The problem: Using the entries that follow, collect the lines where the word "every" appears.
-=-=-=-=-
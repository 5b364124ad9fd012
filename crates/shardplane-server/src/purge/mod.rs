//! Deletion purge jobs
//!
//! A deleted knowledge box leaves a [`KbDeletion`] record behind. Two passes
//! move it forward:
//!
//! ```text
//! PENDING_METADATA_PURGE --purge_kb--> PENDING_STORAGE_PURGE --purge_kb_storage--> DONE (removed)
//! ```
//!
//! Both passes are safe to run repeatedly. A record whose step fails stays
//! where it is, with its attempt counter bumped, and is picked up again by
//! the next run.

pub mod orphans;

pub use orphans::{detect_orphan_shards, purge_orphan_shards, OrphanPurgeReport};

use crate::kb::KnowledgeBox;
use crate::maindb::{get_json, set_json};
use crate::observability::{errors, events};
use shardplane_core::{
    keys, ClusterError, DeletionState, Driver, KbDeletion, Storage,
};
use tracing::{debug, error, info, warn};

/// Outcome of one purge pass
#[derive(Debug, Default, Clone, PartialEq, Eq)]
pub struct PurgeReport {
    /// Knowledge boxes whose record moved forward
    pub purged: Vec<String>,
    /// Knowledge boxes left for the next run
    pub retained: Vec<String>,
}

/// Deletion records currently in `state`.
pub async fn pending_deletions(
    driver: &dyn Driver,
    state: DeletionState,
) -> Result<Vec<KbDeletion>, ClusterError> {
    let mut txn = driver.begin(true).await?;
    let mut records = Vec::new();
    for key in txn.keys(keys::DELETIONS_PREFIX, None, false).await? {
        match get_json::<KbDeletion>(&mut *txn, &key).await {
            Ok(Some(record)) if record.state == state => records.push(record),
            Ok(_) => {}
            Err(e) => errors::capture("read_deletion", &key, &e),
        }
    }
    txn.abort().await?;
    Ok(records)
}

/// Persist `record`, removing it once it reached `DONE`.
async fn save(driver: &dyn Driver, record: &KbDeletion) -> Result<(), ClusterError> {
    let key = keys::kb_deletion(&record.kbid);
    let mut txn = driver.begin(false).await?;
    if record.is_done() {
        txn.delete(&key).await?;
    } else {
        set_json(&mut *txn, &key, record).await?;
    }
    txn.commit().await?;
    Ok(())
}

async fn retain(driver: &dyn Driver, mut record: KbDeletion, report: &mut PurgeReport) {
    record.attempts += 1;
    if let Err(e) = save(driver, &record).await {
        errors::capture("save_deletion", &record.kbid, &e);
    }
    report.retained.push(record.kbid);
}

/// Purge metadata and node shards of every knowledge box pending deletion,
/// then schedule its storage bucket for deletion.
pub async fn purge_kb(kb: &KnowledgeBox) -> Result<PurgeReport, ClusterError> {
    let driver = kb.manager().driver().as_ref();
    let storage = kb.manager().storage().as_ref();
    let mut report = PurgeReport::default();

    for mut record in pending_deletions(driver, DeletionState::PendingMetadataPurge).await? {
        let kbid = record.kbid.clone();
        debug!(kbid = %kbid, attempts = record.attempts, "Purging knowledge box");

        match kb.purge(&kbid).await {
            Ok(()) => {}
            Err(e) if e.is_retryable_purge_condition() => {
                warn!(
                    kbid = %kbid,
                    error = %e,
                    attempts = record.attempts + 1,
                    "Could not purge knowledge box, will retry on the next run"
                );
                retain(driver, record, &mut report).await;
                continue;
            }
            Err(e) => {
                errors::capture("purge_kb", &kbid, &e);
                retain(driver, record, &mut report).await;
                continue;
            }
        }

        match storage.schedule_delete_kb(&kbid).await {
            Ok(true) => {}
            Ok(false) => error!(kbid = %kbid, "Knowledge box does not exist on storage"),
            Err(e) => errors::capture_any("schedule_delete_kb", &kbid, &e),
        }

        record.advance();
        match save(driver, &record).await {
            Ok(()) => {
                events::kb_purged(&kbid);
                report.purged.push(kbid);
            }
            Err(e) => {
                errors::capture("save_deletion", &kbid, &e);
                report.retained.push(kbid);
            }
        }
    }

    info!(
        purged = report.purged.len(),
        retained = report.retained.len(),
        "Knowledge box purge pass finished"
    );
    Ok(report)
}

/// Delete the storage bucket of every knowledge box whose metadata is gone.
///
/// Buckets are emptied asynchronously by the storage layer, so a bucket
/// that still holds data keeps its record for the next run.
pub async fn purge_kb_storage(
    driver: &dyn Driver,
    storage: &dyn Storage,
) -> Result<PurgeReport, ClusterError> {
    let mut report = PurgeReport::default();

    for mut record in pending_deletions(driver, DeletionState::PendingStoragePurge).await? {
        let kbid = record.kbid.clone();
        match storage.delete_kb(&kbid).await {
            Ok(true) => {
                record.advance();
                match save(driver, &record).await {
                    Ok(()) => {
                        events::kb_storage_purged(&kbid);
                        report.purged.push(kbid);
                    }
                    Err(e) => {
                        errors::capture("save_deletion", &kbid, &e);
                        report.retained.push(kbid);
                    }
                }
            }
            Ok(false) => {
                debug!(kbid = %kbid, "Storage bucket not empty yet");
                retain(driver, record, &mut report).await;
            }
            Err(e) => {
                errors::capture_any("delete_kb", &kbid, &e);
                retain(driver, record, &mut report).await;
            }
        }
    }

    info!(
        purged = report.purged.len(),
        retained = report.retained.len(),
        "Storage purge pass finished"
    );
    Ok(report)
}

#[cfg(test)]
mod tests {
    use super::*;
    use crate::cluster::node::LocalConnector;
    use crate::cluster::NodeRegistry;
    use crate::config::ClusterSettings;
    use crate::indexing::NodeIndexing;
    use crate::maindb::MemoryDriver;
    use crate::shards::KbShardManager;
    use crate::storage::MemoryStorage;
    use shardplane_core::{ReleaseChannel, SemanticModel};
    use std::sync::Arc;

    struct Fixture {
        kb: KnowledgeBox,
        connector: Arc<LocalConnector>,
        storage: Arc<MemoryStorage>,
    }

    async fn fixture() -> Fixture {
        let storage = Arc::new(MemoryStorage::new());
        let connector = Arc::new(LocalConnector::new());
        let registry = NodeRegistry::new(connector.clone());
        for id in ["n0", "n1"] {
            registry
                .add_node(id, &format!("{id}:10009"), 0, 0, None)
                .await
                .unwrap();
        }
        let manager = KbShardManager::new(
            registry.clone(),
            Arc::new(MemoryDriver::new()),
            storage.clone(),
            Arc::new(NodeIndexing::new(registry)),
            Arc::new(ClusterSettings::default()),
        );
        let kb = KnowledgeBox::new(manager);
        kb.create("kb1", "kb1", SemanticModel::default(), ReleaseChannel::Stable)
            .await
            .unwrap();
        Fixture {
            kb,
            connector,
            storage,
        }
    }

    async fn record(driver: &dyn Driver, kbid: &str) -> Option<KbDeletion> {
        let mut txn = driver.begin(true).await.unwrap();
        get_json(&mut *txn, &keys::kb_deletion(kbid)).await.unwrap()
    }

    #[tokio::test]
    async fn test_full_deletion_lifecycle() {
        let f = fixture().await;
        let driver = f.kb.manager().driver().as_ref();
        f.kb.delete("kb1").await.unwrap();

        let report = purge_kb(&f.kb).await.unwrap();
        assert_eq!(report.purged, vec!["kb1".to_string()]);
        let pending = record(driver, "kb1").await.unwrap();
        assert_eq!(pending.state, DeletionState::PendingStoragePurge);
        assert!(f.storage.is_scheduled("kb1"));

        let report = purge_kb_storage(driver, f.storage.as_ref()).await.unwrap();
        assert_eq!(report.purged, vec!["kb1".to_string()]);
        assert!(record(driver, "kb1").await.is_none());

        let mut txn = driver.begin(true).await.unwrap();
        assert!(txn.keys("/", None, true).await.unwrap().is_empty());
    }

    #[tokio::test]
    async fn test_unreachable_node_retains_record() {
        let f = fixture().await;
        let driver = f.kb.manager().driver().as_ref();
        f.connector.get("n1").unwrap().set_unreachable(true);
        f.kb.delete("kb1").await.unwrap();

        let report = purge_kb(&f.kb).await.unwrap();
        assert_eq!(report.retained, vec!["kb1".to_string()]);
        let pending = record(driver, "kb1").await.unwrap();
        assert_eq!(pending.state, DeletionState::PendingMetadataPurge);
        assert_eq!(pending.attempts, 1);

        f.connector.get("n1").unwrap().set_unreachable(false);
        let report = purge_kb(&f.kb).await.unwrap();
        assert_eq!(report.purged, vec!["kb1".to_string()]);
        assert!(f.connector.get("n1").unwrap().shard_ids().is_empty());
    }

    #[tokio::test]
    async fn test_lagging_bucket_retains_record() {
        let f = fixture().await;
        let driver = f.kb.manager().driver().as_ref();
        f.storage.lag_bucket_deletion("kb1", 1);
        f.kb.delete("kb1").await.unwrap();
        purge_kb(&f.kb).await.unwrap();

        let report = purge_kb_storage(driver, f.storage.as_ref()).await.unwrap();
        assert_eq!(report.retained, vec!["kb1".to_string()]);
        assert_eq!(record(driver, "kb1").await.unwrap().attempts, 1);

        let report = purge_kb_storage(driver, f.storage.as_ref()).await.unwrap();
        assert_eq!(report.purged, vec!["kb1".to_string()]);
        assert!(record(driver, "kb1").await.is_none());
    }

    #[tokio::test]
    async fn test_passes_only_pick_their_state() {
        let f = fixture().await;
        let driver = f.kb.manager().driver().as_ref();
        f.kb.delete("kb1").await.unwrap();

        let report = purge_kb_storage(driver, f.storage.as_ref()).await.unwrap();
        assert_eq!(report, PurgeReport::default());

        purge_kb(&f.kb).await.unwrap();
        let report = purge_kb(&f.kb).await.unwrap();
        assert_eq!(report, PurgeReport::default());
    }
}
-=-=-=-=-
Solution to this task:
/// Purge metadata and node shards of every knowledge box pending deletion,
/// Delete the storage bucket of every knowledge box whose metadata is gone.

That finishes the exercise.